Noch vor wenigen Jahren propagierte sie selbst die Schranken, die sie nun kritisiert. Um auch nur die leiseste Chance in dem Wettbewerb zu haben, durften die Mädels eine Mindestgröße nicht unterschreiten, kein Kilo zu viel auf den Rippen haben und nicht älter als Anfang zwanzig sein. Wer sich im Randbereich der Anforderungen befand, mußte sich auf stichelnde Kommentare von Heidi und den Co-Juroren einstellen.

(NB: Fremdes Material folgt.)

//! Player identification and per-player data storage.
//!
//! ## Player
//!
//! Havannah is strictly two-player: `Player::One` always moves first and
//! turns alternate until the game ends.
//!
//! ## PlayerMap
//!
//! Fixed-size per-player storage indexed by `Player`.

use serde::{Deserialize, Serialize};
use std::ops::{Index, IndexMut};

/// One of the two players.
#[derive(Clone, Copy, Debug, PartialEq, Eq, Hash, PartialOrd, Ord, Serialize, Deserialize)]
pub enum Player {
    /// Moves first.
    One,
    /// Moves second.
    Two,
}

impl Player {
    /// Both players in turn order.
    pub const ALL: [Player; 2] = [Player::One, Player::Two];

    /// The other player.
    #[must_use]
    pub const fn opponent(self) -> Self {
        match self {
            Player::One => Player::Two,
            Player::Two => Player::One,
        }
    }

    /// Zero-based index (`One` = 0, `Two` = 1).
    #[must_use]
    pub const fn index(self) -> usize {
        match self {
            Player::One => 0,
            Player::Two => 1,
        }
    }

    /// Identity tag used in keys (`one` / `two`).
    #[must_use]
    pub const fn tag(self) -> &'static str {
        match self {
            Player::One => "one",
            Player::Two => "two",
        }
    }
}

impl std::fmt::Display for Player {
    fn fmt(&self, f: &mut std::fmt::Formatter<'_>) -> std::fmt::Result {
        match self {
            Player::One => write!(f, "Player One"),
            Player::Two => write!(f, "Player Two"),
        }
    }
}

/// Per-player data storage with O(1) access.
///
/// ```
/// use havannah::core::{Player, PlayerMap};
///
/// let mut placed: PlayerMap<u32> = PlayerMap::with_value(0);
/// placed[Player::Two] += 1;
/// assert_eq!(placed[Player::One], 0);
/// assert_eq!(placed[Player::Two], 1);
/// ```
#[derive(Clone, Debug, Default, PartialEq, Eq, Hash, Serialize, Deserialize)]
pub struct PlayerMap<T> {
    data: [T; 2],
}

impl<T> PlayerMap<T> {
    /// Create a map with values from a factory function.
    pub fn new(factory: impl Fn(Player) -> T) -> Self {
        Self {
            data: [factory(Player::One), factory(Player::Two)],
        }
    }

    /// Create a map with both entries set to the same value.
    pub fn with_value(value: T) -> Self
    where
        T: Clone,
    {
        Self {
            data: [value.clone(), value],
        }
    }

    /// Get a reference to a player's data.
    #[must_use]
    pub fn get(&self, player: Player) -> &T {
        &self.data[player.index()]
    }

    /// Get a mutable reference to a player's data.
    pub fn get_mut(&mut self, player: Player) -> &mut T {
        &mut self.data[player.index()]
    }

    /// Iterate over `(player, value)` pairs in turn order.
    pub fn iter(&self) -> impl Iterator<Item = (Player, &T)> {
        Player::ALL.into_iter().zip(self.data.iter())
    }
}

impl<T> Index<Player> for PlayerMap<T> {
    type Output = T;

    fn index(&self, player: Player) -> &Self::Output {
        self.get(player)
    }
}

impl<T> IndexMut<Player> for PlayerMap<T> {
    fn index_mut(&mut self, player: Player) -> &mut Self::Output {
        self.get_mut(player)
    }
}

#[cfg(test)]
mod tests {
    use super::*;

    #[test]
    fn test_opponent() {
        assert_eq!(Player::One.opponent(), Player::Two);
        assert_eq!(Player::Two.opponent(), Player::One);
        assert_eq!(Player::One.opponent().opponent(), Player::One);
    }

    #[test]
    fn test_display_and_tag() {
        assert_eq!(Player::One.to_string(), "Player One");
        assert_eq!(Player::Two.tag(), "two");
    }

    #[test]
    fn test_player_map() {
        let mut map = PlayerMap::new(|p| p.index() * 10);
        assert_eq!(map[Player::One], 0);
        assert_eq!(map[Player::Two], 10);

        map[Player::One] = 5;
        let collected: Vec<_> = map.iter().map(|(p, v)| (p, *v)).collect();
        assert_eq!(collected, vec![(Player::One, 5), (Player::Two, 10)]);
    }
}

So äußert sich Modeschöpfer Thomas Rath 2011 geschockt über eine Kandidatin, die seit der Aufnahme ihres Bewerbungsvideos an Gewicht zugelegt hatte. „Sie hat sich schlichtweg verdoppelt“, kritisierte er damals. „Das ist natürlich nicht gut, daß du jetzt zugelegt hast.“ Die Kilos mehr bestrafte die Jury schließlich mit dem Rausschmiß.
Zuschauer kritisieren neues Konzept
Das nun völlig neue Konzept sorgt beim Publikum jedoch für Unmut. Bereits vorab äußerten viele langjährige Zuschauer Unverständnis über die Auswahl der Kandidatinnen. Das habe doch nichts mehr mit dem ursprünglichen Sinn der Sendung zu tun, lautete ein Kommentar. Das Modeln verkommt tatsächlich zu einem Nebenschauplatz. Stattdessen kreist das Format um das sogenannte Virtue Signalling, der Demonstration einer politisch-korrekten Position.

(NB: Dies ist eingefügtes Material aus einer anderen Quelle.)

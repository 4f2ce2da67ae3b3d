//! Ring detection.
//!
//! Any three mutually adjacent stones form a cycle in the adjacency
//! graph, so plain cycle detection would report rings everywhere. A real
//! ring has to wind around at least one cell, and on a hex grid that is
//! exactly a closed walk that never makes a sharp turn.
//!
//! ## The walk
//!
//! State is `(previous, current)`. From `current`, a candidate `next`
//! must be:
//! - a member of the group,
//! - not `previous`,
//! - not adjacent to `previous` (a sharp turn, cutting the corner of a
//!   triangle),
//! - not already on the current path.
//!
//! The origin is never marked visited; reaching it again closes the
//! ring. With only straight steps and 60-degree turns allowed, a closed
//! walk needs at least six steps and always encloses a cell.
//!
//! ## Pruning
//!
//! Every ring through the origin leaves it toward one group neighbor and
//! returns through another. The walk is started from each neighbor in
//! turn, with two cuts:
//! - a start whose walk failed is never a closing neighbor again, since
//!   any ring through it would have been found from it;
//! - a step is only taken if the cell can still reach one of the
//!   remaining closing neighbors without crossing the path or the origin.
//!
//! Neither cut discards a walk that could close, so the answer is the
//! same as the exhaustive search. A two-wide strip of a hundred stones
//! takes a couple of hundred steps instead of an exponential number.

use rustc_hash::FxHashSet;

use crate::board::{Board, Neighbors};
use crate::core::Coordinate;

/// One step of the walk: where we are and which continuations remain.
struct Step {
    current: Coordinate,
    candidates: Neighbors,
    cursor: usize,
}

impl Step {
    fn new(
        board: &Board,
        is_member: &impl Fn(Coordinate) -> bool,
        previous: Coordinate,
        current: Coordinate,
    ) -> Self {
        let candidates = board
            .neighbors(current)
            .into_iter()
            .filter(|&next| {
                next != previous && is_member(next) && !board.are_adjacent(next, previous)
            })
            .collect();
        Self {
            current,
            candidates,
            cursor: 0,
        }
    }
}

/// Check whether a ring passes through `origin`.
///
/// `is_member` defines the group; `origin` must satisfy it.
pub(crate) fn has_ring_through(
    board: &Board,
    is_member: impl Fn(Coordinate) -> bool,
    origin: Coordinate,
) -> bool {
    let starts: Neighbors = board
        .neighbors(origin)
        .into_iter()
        .filter(|&cell| is_member(cell))
        .collect();
    let mut closers = starts.clone();

    for &start in &starts {
        closers.retain(|cell| *cell != start);
        if closers.is_empty() {
            break;
        }
        if walk_from(board, &is_member, origin, start, &closers) {
            return true;
        }
    }

    false
}

/// Depth-first walk leaving `origin` through `start`.
fn walk_from(
    board: &Board,
    is_member: &impl Fn(Coordinate) -> bool,
    origin: Coordinate,
    start: Coordinate,
    closers: &[Coordinate],
) -> bool {
    let mut on_path: FxHashSet<Coordinate> = FxHashSet::default();
    on_path.insert(start);
    let mut path = vec![Step::new(board, is_member, origin, start)];

    while let Some(step) = path.last_mut() {
        let Some(&next) = step.candidates.get(step.cursor) else {
            on_path.remove(&step.current);
            path.pop();
            continue;
        };
        step.cursor += 1;
        let current = step.current;

        if next == origin {
            tracing::trace!(%origin, via = %start, length = path.len() + 1, "ring closed");
            return true;
        }
        if !on_path.insert(next) {
            continue;
        }
        if !reaches_closer(board, is_member, origin, next, &on_path, closers) {
            on_path.remove(&next);
            continue;
        }
        path.push(Step::new(board, is_member, current, next));
    }

    false
}

/// Flood fill from `from` through members off the path, stopping at the
/// first closing neighbor.
fn reaches_closer(
    board: &Board,
    is_member: &impl Fn(Coordinate) -> bool,
    origin: Coordinate,
    from: Coordinate,
    on_path: &FxHashSet<Coordinate>,
    closers: &[Coordinate],
) -> bool {
    if closers.contains(&from) {
        return true;
    }

    let mut seen: FxHashSet<Coordinate> = FxHashSet::default();
    seen.insert(from);
    let mut frontier = vec![from];

    while let Some(cell) = frontier.pop() {
        for next in board.neighbors(cell) {
            if next == origin || !is_member(next) || on_path.contains(&next) || !seen.insert(next) {
                continue;
            }
            if closers.contains(&next) {
                return true;
            }
            frontier.push(next);
        }
    }

    false
}
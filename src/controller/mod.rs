//! Game orchestration.
//!
//! - `game`: `GameController`, the single owner of mutable game state
//! - `events`: observer notifications fired after each command
//! - `snapshot`: cheap frozen copies for polling collaborators

pub mod events;
pub mod game;
pub mod snapshot;

pub use events::{GameEvent, Listener, ListenerId};
pub use game::{GameController, GameState};
pub use snapshot::GameSnapshot;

Das Konzept der Schönheit wird durch Phänomene wie „Body Positivity“ und Co. schon eine Weile in Abrede gestellt. „Germany’s Next Topmodel“ trägt den Rest zur Dekonstruktion des Begriffs bei. Doch ganz gleich wie eifrig von Gesellschaftskonstrukteuren an einer utopischen Gleichheit aller Menschen gearbeitet wird: Schönheit existiert. In Zeiten, in denen das Gewöhnliche sich zunehmend rechtfertigen muß, ist Schönheit nach den Worten des Philosophen Julius Evola eine Revolte gegen die moderne Welt.